Sparano coached the Dallas Cowboys offensive line before Bill Parcells brought him to the Dolphins in January 2008 after Parcells’ hiring as vice president in charge of football operations. In Sparano’s only previous head coaching job, he’d gone 41-14-4 in five seasons at his alma mater, NCAA Division II New Haven.

Never would Sparano’s NFL coaching life be more gilded than that first season with the Dolphins. The AFC East’s quarterback situation worked out perfectly for the Dolphins -- the Jets signed Brett Favre and cut veteran quarterback Chad Pennington, who the Dolphins scooped up like a game-saving fumble. New England lost Tom Brady for the season in the first game.

Pennington led an offense historically light on turnovers that got spiced up when Sparano OK’d usage of the “Wildcat” formation, with running back Ronnie Brown taking the snap. A Wildcat-based 38-13 upset blowout of New England (after which Patriots coach Bill Belichick declared he got “outcoached,”) started a stunning reversal after an 0-2 start. The Dolphins beat the Jets on the season’s final Sunday to win the AFC East with an 11-5 record just one season after going 1-15. It’s still the only season, 2003 to present, that New England didn’t win the division.

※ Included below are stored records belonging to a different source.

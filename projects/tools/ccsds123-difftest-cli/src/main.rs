#![allow(unexpected_cfgs)]
#![cfg(not(tarpaulin_include))]

mod commands;
mod error;
mod util;
use argh::FromArgs;
use core::error::Error;

#[derive(FromArgs, Debug)]
/// Differential testing of CCSDS-123 compressor implementations against the reference encoder
struct TopLevel {
    /// log debug output (overrides RUST_LOG)
    #[argh(switch, short = 'v')]
    verbose: bool,

    #[argh(subcommand)]
    command: Commands,
}

#[derive(FromArgs, Debug)]
#[argh(subcommand)]
enum Commands {
    Fuzz(commands::fuzz::FuzzCmd),
    GenCube(commands::gen_cube::GenCubeCmd),
    GenSimRef(commands::gen_sim_ref::GenSimRefCmd),
    GenImplParams(commands::gen_impl_params::GenImplParamsCmd),
    Compare(commands::compare::CompareCmd),
}

fn main() -> Result<(), Box<dyn Error>> {
    let cli: TopLevel = argh::from_env();
    util::init_logging(cli.verbose);

    match cli.command {
        Commands::Fuzz(cmd) => {
            commands::fuzz::handle_fuzz_command(cmd)?;
        }
        Commands::GenCube(cmd) => {
            commands::gen_cube::handle_gen_cube_command(cmd)?;
        }
        Commands::GenSimRef(cmd) => {
            commands::gen_sim_ref::handle_gen_sim_ref_command(cmd)?;
        }
        Commands::GenImplParams(cmd) => {
            commands::gen_impl_params::handle_gen_impl_params_command(cmd)?;
        }
        Commands::Compare(cmd) => {
            commands::compare::handle_compare_command(cmd)?;
        }
    }

    Ok(())
}
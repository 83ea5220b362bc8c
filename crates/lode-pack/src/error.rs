use thiserror::Error;
use lode_types::{ObjectId, ObjectKind};

#[derive(Debug, Error)]
pub enum PackError {
    #[error("invalid pack magic: expected {expected}, got {actual}")]
    InvalidMagic { expected: String, actual: String },

    #[error("unsupported pack version: {0}")]
    UnsupportedVersion(u32),

    #[error("pack checksum mismatch")]
    ChecksumMismatch,

    #[error("corrupt pack entry at offset {offset}: {reason}")]
    CorruptEntry { offset: u64, reason: String },

    #[error("CRC32 mismatch for object {0}")]
    CrcMismatch(ObjectId),

    #[error("decompression failed: {0}")]
    DecompressionFailed(String),

    #[error("delta base not found: {0}")]
    DeltaBaseNotFound(ObjectId),

    #[error("delta chain deeper than {0} links")]
    DeltaChainTooDeep(usize),

    #[error("corrupt delta: {0}")]
    CorruptDelta(String),

    #[error("kind {0:?} cannot be packed standalone")]
    UnpackableKind(ObjectKind),

    #[error("I/O error: {0}")]
    Io(#[from] std::io::Error),

    #[error("index corrupted: {0}")]
    IndexCorrupted(String),
}

pub type PackResult<T> = Result<T, PackError>;
/// Errors from reading a working-directory index file.
#[derive(Debug, thiserror::Error)]
pub enum IndexError {
    /// The file does not start with the index signature.
    #[error("not an index file: bad signature")]
    BadSignature,

    /// The index version is not supported.
    #[error("unsupported index version: {0}")]
    UnsupportedVersion(u32),

    /// The trailing checksum does not match the file contents.
    #[error("index checksum mismatch")]
    ChecksumMismatch,

    /// The entry table or an extension is malformed.
    #[error("corrupt index: {0}")]
    Corrupt(String),

    /// I/O error reading the file.
    #[error("I/O error: {0}")]
    Io(#[from] std::io::Error),
}

/// Result alias for index operations.
pub type IndexResult<T> = Result<T, IndexError>;
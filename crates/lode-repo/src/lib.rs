//! Repository core for the lode object store.
//!
//! This crate ties the storage layers together into the typed view callers
//! actually use: a [`Repository`] discovered from (or explicitly given) an
//! on-disk layout, a digest-keyed [`ObjectCache`] guaranteeing one live
//! instance per object, and the lookup / write-back pipelines that move
//! objects between their parsed form and the object database.
//!
//! # Object lifecycle
//!
//! - [`Repository::lookup`] reads raw bytes through the database, parses
//!   them into a typed [`Object`], and caches the instance. Repeated
//!   lookups of one digest return the same handle.
//! - [`Repository::new_object`] creates an in-memory object with no digest;
//!   it stays outside the cache until written.
//! - [`Repository::write_object`] serializes a modified object into its
//!   source slot, stores it, and rebinds the cache under the new digest.
//!
//! A repository handle is single-threaded; open one handle per thread when
//! the same directory must be used concurrently.

pub mod blob;
pub mod cache;
pub mod commit;
pub mod error;
pub mod object;
pub mod repository;
pub mod signature;
pub mod source;
pub mod tag;
pub mod tree;

pub use blob::Blob;
pub use cache::ObjectCache;
pub use commit::Commit;
pub use error::{RepoError, RepoResult};
pub use object::{Object, ObjectHandle};
pub use repository::{Repository, RepositoryLayout};
pub use signature::Signature;
pub use source::WriteBuffer;
pub use tag::Tag;
pub use tree::{EntryMode, Tree, TreeEntry};

// Re-export the identity types so embedders rarely need lode-types
// directly.
pub use lode_types::{ObjectId, ObjectKind, RawObject};
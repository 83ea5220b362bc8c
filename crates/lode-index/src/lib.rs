//! Working-directory index reader for the lode object store.
//!
//! The index is the binary file mapping tracked paths to blob ids plus the
//! stat data used for cheap change detection. This crate parses it into an
//! ordered, path-keyed table; mutating and writing the index back is the
//! responsibility of higher tooling.

pub mod entry;
pub mod error;
pub mod index;

pub use entry::{IndexEntry, IndexTime};
pub use error::{IndexError, IndexResult};
pub use index::Index;
//! The per-object source slot and its growable write buffer.
//!
//! The slot serves both directions of the pipeline: after a read it holds
//! the raw bytes the parser consumes, during a write it is the sink the
//! serializer appends to. Closing the slot releases the bytes either way.

use std::fmt;

use lode_types::{ObjectKind, RawObject};

/// Initial capacity of a freshly prepared write buffer.
const INITIAL_CAPACITY: usize = 4096;

/// Growable byte sink used by object serializers.
///
/// Capacity doubles whenever an append would reach it, so a serializer can
/// stream output without sizing anything up front. Formatted appends go
/// through [`std::fmt::Write`] and grow the same way, re-rendering is never
/// needed.
#[derive(Debug, Default)]
pub struct WriteBuffer {
    data: Vec<u8>,
}

impl WriteBuffer {
    /// An empty buffer with no backing allocation.
    pub fn new() -> Self {
        Self { data: Vec::new() }
    }

    /// An empty buffer pre-sized for a typical object serialization.
    pub fn with_initial_capacity() -> Self {
        Self {
            data: Vec::with_capacity(INITIAL_CAPACITY),
        }
    }

    /// Wrap existing bytes (the as-read direction of the slot).
    pub fn from_vec(data: Vec<u8>) -> Self {
        Self { data }
    }

    /// Append raw bytes, growing capacity as needed.
    pub fn write(&mut self, bytes: &[u8]) {
        self.grow_for(bytes.len());
        self.data.extend_from_slice(bytes);
    }

    /// Append formatted text. Infallible: the sink always accepts.
    pub fn write_fmt(&mut self, args: fmt::Arguments<'_>) {
        fmt::Write::write_fmt(self, args).expect("writes to a byte buffer cannot fail");
    }

    /// Bytes written so far.
    pub fn written(&self) -> usize {
        self.data.len()
    }

    /// Current capacity, for growth-schedule introspection.
    pub fn capacity(&self) -> usize {
        self.data.capacity()
    }

    /// View of the written bytes.
    pub fn as_slice(&self) -> &[u8] {
        &self.data
    }

    /// Take the written bytes, leaving the buffer empty.
    pub fn take(&mut self) -> Vec<u8> {
        std::mem::take(&mut self.data)
    }

    fn grow_for(&mut self, extra: usize) {
        let mut target = self.data.capacity().max(INITIAL_CAPACITY);
        while self.data.len() + extra >= target {
            target *= 2;
        }
        if target > self.data.capacity() {
            self.data.reserve_exact(target - self.data.len());
        }
    }
}

impl fmt::Write for WriteBuffer {
    fn write_str(&mut self, s: &str) -> fmt::Result {
        self.write(s.as_bytes());
        Ok(())
    }
}

/// The source slot embedded in every object.
#[derive(Debug)]
pub(crate) struct Source {
    kind: ObjectKind,
    buf: WriteBuffer,
    open: bool,
}

impl Source {
    /// A closed slot stamped with an object kind.
    pub fn for_kind(kind: ObjectKind) -> Self {
        Self {
            kind,
            buf: WriteBuffer::new(),
            open: false,
        }
    }

    /// Install as-read raw bytes and open the slot.
    pub fn open_read(raw: RawObject) -> Self {
        Self {
            kind: raw.kind,
            buf: WriteBuffer::from_vec(raw.data),
            open: true,
        }
    }

    /// Discard any prior buffer and open a fresh write buffer.
    pub fn prepare_write(&mut self, kind: ObjectKind) {
        self.kind = kind;
        self.buf = WriteBuffer::with_initial_capacity();
        self.open = true;
    }

    /// The stamped object kind.
    pub fn kind(&self) -> ObjectKind {
        self.kind
    }

    /// Whether the slot currently holds meaningful bytes.
    pub fn is_open(&self) -> bool {
        self.open
    }

    /// The bytes currently in the slot.
    pub fn bytes(&self) -> &[u8] {
        self.buf.as_slice()
    }

    /// Mutable access to the write buffer for serializers.
    pub fn writer(&mut self) -> &mut WriteBuffer {
        &mut self.buf
    }

    /// Take the written bytes out of an open slot, trimmed to what was
    /// actually written.
    pub fn take_written(&mut self) -> Vec<u8> {
        self.buf.take()
    }

    /// Release the slot's bytes and mark it closed.
    pub fn close(&mut self) {
        self.buf = WriteBuffer::new();
        self.open = false;
    }
}

#[cfg(test)]
mod tests {
    use super::*;

    #[test]
    fn fresh_buffer_starts_at_initial_capacity() {
        let buf = WriteBuffer::with_initial_capacity();
        assert_eq!(buf.capacity(), INITIAL_CAPACITY);
        assert_eq!(buf.written(), 0);
    }

    #[test]
    fn appends_accumulate() {
        let mut buf = WriteBuffer::with_initial_capacity();
        buf.write(b"hello ");
        buf.write(b"world");
        assert_eq!(buf.as_slice(), b"hello world");
        assert_eq!(buf.written(), 11);
    }

    #[test]
    fn capacity_doubles_before_a_filling_append() {
        let mut buf = WriteBuffer::with_initial_capacity();
        buf.write(&vec![0u8; INITIAL_CAPACITY]);
        assert!(buf.capacity() >= INITIAL_CAPACITY * 2);
        assert_eq!(buf.written(), INITIAL_CAPACITY);
    }

    #[test]
    fn large_append_grows_in_one_step() {
        let mut buf = WriteBuffer::with_initial_capacity();
        buf.write(&vec![7u8; INITIAL_CAPACITY * 5]);
        assert_eq!(buf.written(), INITIAL_CAPACITY * 5);
        assert!(buf.capacity() > INITIAL_CAPACITY * 5);
    }

    #[test]
    fn resize_preserves_written_bytes() {
        let mut buf = WriteBuffer::with_initial_capacity();
        buf.write(b"prefix-");
        buf.write(&vec![b'x'; INITIAL_CAPACITY * 2]);
        assert_eq!(&buf.as_slice()[..7], b"prefix-");
        assert_eq!(buf.written(), 7 + INITIAL_CAPACITY * 2);
    }

    #[test]
    fn formatted_appends() {
        let mut buf = WriteBuffer::with_initial_capacity();
        write!(buf, "tree {}\n", "a".repeat(40));
        write!(buf, "parent count {}\n", 2);
        let text = String::from_utf8(buf.take()).unwrap();
        assert!(text.starts_with("tree aaaa"));
        assert!(text.ends_with("count 2\n"));
    }

    #[test]
    fn formatted_append_larger_than_capacity() {
        let mut buf = WriteBuffer::with_initial_capacity();
        let long = "y".repeat(INITIAL_CAPACITY * 3);
        write!(buf, "{long}");
        assert_eq!(buf.written(), INITIAL_CAPACITY * 3);
    }

    #[test]
    fn slot_read_lifecycle() {
        let raw = RawObject::new(ObjectKind::Blob, b"payload".to_vec());
        let mut slot = Source::open_read(raw);
        assert!(slot.is_open());
        assert_eq!(slot.kind(), ObjectKind::Blob);
        assert_eq!(slot.bytes(), b"payload");

        slot.close();
        assert!(!slot.is_open());
        assert!(slot.bytes().is_empty());
    }

    #[test]
    fn prepare_write_discards_prior_bytes() {
        let raw = RawObject::new(ObjectKind::Tag, b"old bytes".to_vec());
        let mut slot = Source::open_read(raw);
        slot.prepare_write(ObjectKind::Tag);
        assert!(slot.is_open());
        assert_eq!(slot.bytes(), b"");
        assert_eq!(slot.writer().capacity(), INITIAL_CAPACITY);

        slot.writer().write(b"new bytes");
        assert_eq!(slot.take_written(), b"new bytes");
    }
}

Former Miami Dolphins head coach Tony Sparano died Sunday at age 56, the Minnesota Vikings announced. Sparano, the Dolphins head coach from 2008-11, was the Vikings offensive line coach.

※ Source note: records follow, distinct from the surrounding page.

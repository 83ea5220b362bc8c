use std::fmt;

use serde::{Deserialize, Serialize};

/// The kind of a stored object.
///
/// The numeric encodings are fixed by the on-disk formats: they appear in
/// packfile entry headers and must round-trip unchanged. Only the four
/// loose-representable kinds (commit, tree, blob, tag) may be hashed and
/// stored as standalone objects; the delta kinds exist solely inside packs
/// and never cross the cache boundary.
#[derive(Clone, Copy, Debug, PartialEq, Eq, Hash, Serialize, Deserialize)]
pub enum ObjectKind {
    /// Reserved (raw value 0).
    Ext1,
    /// A commit object.
    Commit,
    /// A directory listing.
    Tree,
    /// Raw file contents.
    Blob,
    /// An annotated tag.
    Tag,
    /// Reserved (raw value 5).
    Ext2,
    /// Pack-only: delta against an object at an earlier pack offset.
    OfsDelta,
    /// Pack-only: delta against an object named by id.
    RefDelta,
    /// Invalid sentinel, produced when parsing unrecognized input.
    Bad,
}

impl ObjectKind {
    /// The kind's name as it appears in loose object headers.
    ///
    /// Reserved and invalid kinds render as the empty string.
    pub fn name(self) -> &'static str {
        match self {
            Self::Commit => "commit",
            Self::Tree => "tree",
            Self::Blob => "blob",
            Self::Tag => "tag",
            Self::OfsDelta => "OFS_DELTA",
            Self::RefDelta => "REF_DELTA",
            Self::Ext1 | Self::Ext2 | Self::Bad => "",
        }
    }

    /// Parse a kind from its header name. Unknown or empty names yield
    /// [`ObjectKind::Bad`].
    pub fn parse_name(name: &str) -> Self {
        match name {
            "commit" => Self::Commit,
            "tree" => Self::Tree,
            "blob" => Self::Blob,
            "tag" => Self::Tag,
            "OFS_DELTA" => Self::OfsDelta,
            "REF_DELTA" => Self::RefDelta,
            _ => Self::Bad,
        }
    }

    /// Whether objects of this kind may be stored standalone (and hashed).
    pub fn is_loose(self) -> bool {
        matches!(self, Self::Commit | Self::Tree | Self::Blob | Self::Tag)
    }

    /// Decode from the numeric encoding used in pack entry headers.
    pub fn from_raw(raw: u8) -> Option<Self> {
        match raw {
            0 => Some(Self::Ext1),
            1 => Some(Self::Commit),
            2 => Some(Self::Tree),
            3 => Some(Self::Blob),
            4 => Some(Self::Tag),
            5 => Some(Self::Ext2),
            6 => Some(Self::OfsDelta),
            7 => Some(Self::RefDelta),
            _ => None,
        }
    }

    /// The numeric encoding used in pack entry headers, if this kind has
    /// one ([`ObjectKind::Bad`] does not).
    pub fn as_raw(self) -> Option<u8> {
        match self {
            Self::Ext1 => Some(0),
            Self::Commit => Some(1),
            Self::Tree => Some(2),
            Self::Blob => Some(3),
            Self::Tag => Some(4),
            Self::Ext2 => Some(5),
            Self::OfsDelta => Some(6),
            Self::RefDelta => Some(7),
            Self::Bad => None,
        }
    }
}

impl fmt::Display for ObjectKind {
    fn fmt(&self, f: &mut fmt::Formatter<'_>) -> fmt::Result {
        write!(f, "{}", self.name())
    }
}
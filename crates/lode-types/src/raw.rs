use sha1::{Digest, Sha1};

use crate::error::{TypeError, TypeResult};
use crate::kind::ObjectKind;
use crate::object_id::ObjectId;

/// An unparsed object as it crosses the storage boundary: a kind tag plus
/// the payload bytes.
///
/// This is the unit the object database reads and writes. Identity is
/// derived from it: hashing the canonical header followed by the payload
/// yields the object's [`ObjectId`].
#[derive(Clone, Debug, PartialEq, Eq)]
pub struct RawObject {
    /// The kind of this object.
    pub kind: ObjectKind,
    /// The payload bytes. May be empty.
    pub data: Vec<u8>,
}

/// An object's kind and payload length, without the payload itself.
///
/// Returned by header-only reads, where a backend can answer "what is this
/// object" without materializing its bytes.
#[derive(Clone, Copy, Debug, PartialEq, Eq)]
pub struct ObjectHeader {
    pub kind: ObjectKind,
    pub len: usize,
}

impl RawObject {
    /// Create a raw object from a kind and payload.
    pub fn new(kind: ObjectKind, data: impl Into<Vec<u8>>) -> Self {
        Self {
            kind,
            data: data.into(),
        }
    }

    /// Payload length in bytes.
    pub fn len(&self) -> usize {
        self.data.len()
    }

    /// Returns `true` if the payload is empty.
    pub fn is_empty(&self) -> bool {
        self.data.is_empty()
    }

    /// The kind and length of this object.
    pub fn header(&self) -> ObjectHeader {
        ObjectHeader {
            kind: self.kind,
            len: self.data.len(),
        }
    }

    /// The canonical hashing pre-image header: the lowercase kind name, one
    /// space, the decimal payload length, one trailing NUL.
    ///
    /// Fails with [`TypeError::NotLoose`] for kinds that cannot be stored
    /// standalone.
    pub fn header_bytes(&self) -> TypeResult<Vec<u8>> {
        if !self.kind.is_loose() {
            return Err(TypeError::NotLoose(self.kind));
        }
        Ok(format!("{} {}\0", self.kind.name(), self.data.len()).into_bytes())
    }

    /// Compute this object's content-addressed id.
    ///
    /// The digest input is exactly `"<kind> <len>\0"` followed by the
    /// payload, with no separator. The NUL is part of the input.
    pub fn id(&self) -> TypeResult<ObjectId> {
        let header = self.header_bytes()?;
        let mut hasher = Sha1::new();
        hasher.update(&header);
        hasher.update(&self.data);
        Ok(ObjectId::from_raw(hasher.finalize().into()))
    }
}

#[cfg(test)]
mod tests {
    use super::*;

    #[test]
    fn blob_hash_vector() {
        // SHA1("blob 5\0hello")
        let obj = RawObject::new(ObjectKind::Blob, b"hello".to_vec());
        assert_eq!(
            obj.id().unwrap().to_hex(),
            "b6fc4c620b67d95f953a5c1c1230aaab5db5a1b0"
        );
    }

    #[test]
    fn header_includes_nul() {
        let obj = RawObject::new(ObjectKind::Blob, b"hello".to_vec());
        assert_eq!(obj.header_bytes().unwrap(), b"blob 5\0");
    }

    #[test]
    fn zero_length_object_hashes() {
        let obj = RawObject::new(ObjectKind::Blob, Vec::new());
        assert!(obj.is_empty());
        assert!(obj.id().is_ok());
    }

    #[test]
    fn delta_kinds_do_not_hash() {
        for kind in [
            ObjectKind::OfsDelta,
            ObjectKind::RefDelta,
            ObjectKind::Ext1,
            ObjectKind::Ext2,
            ObjectKind::Bad,
        ] {
            let obj = RawObject::new(kind, b"x".to_vec());
            assert!(matches!(obj.id(), Err(TypeError::NotLoose(_))));
        }
    }

    #[test]
    fn same_payload_different_kind_differs() {
        let blob = RawObject::new(ObjectKind::Blob, b"data".to_vec());
        let tag = RawObject::new(ObjectKind::Tag, b"data".to_vec());
        assert_ne!(blob.id().unwrap(), tag.id().unwrap());
    }

    #[test]
    fn header_reports_kind_and_len() {
        let obj = RawObject::new(ObjectKind::Tree, vec![0u8; 42]);
        let header = obj.header();
        assert_eq!(header.kind, ObjectKind::Tree);
        assert_eq!(header.len, 42);
    }
}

The Dolphins only playoff appearance in the 14-season span from 2002-2015 lasted only the length of 27-9 home playoff beating by Baltimore. The rest of Sparano’s time with the Dolphins, the team suffered from the causal infections of mediocrity — draft pick failures, ineffective quarterback play, injuries, questionable personnel moves and in-game strategy.

Critics of Sparano’s overall in-game conservatism ridiculed that he’d give a celebratory fist pump even to field goals in an NFL increasingly dominated by high-scoring offenses. He defended his approach in a voice lightly roughed up and accented by his Connecticut roots and behind omnipresent sunglasses. He wore them even indoors as protection for eyes damaged by a work accident during his teen years.

The Dolphins finished 7-9 in 2009 and 2010. Though the 2010 team bungled its playoff chances with late season home losses to Cleveland, Buffalo and Detroit, Sparano got a two-year contract extension after Dolphins management bungled the offseason.

Team owner Stephen Ross unintentionally humiliated Sparano with an indiscreet search for a new head coach while Sparano still had the job. After a pair of 7-9s, nobody saw the extension as anything but makeup jewelry.

The Dolphins ate that extension when they fired Sparano during the 2011 season. The team was 4-9.

Sparano bounced from the Jets (offensive coordinator) to Oakland (assistant head coach and offensive line coach) to San Francisco (tight ends coach) to Minnesota. He’d be Oakland’s interim coach in 2014 after the Raiders fired Dennis Allen.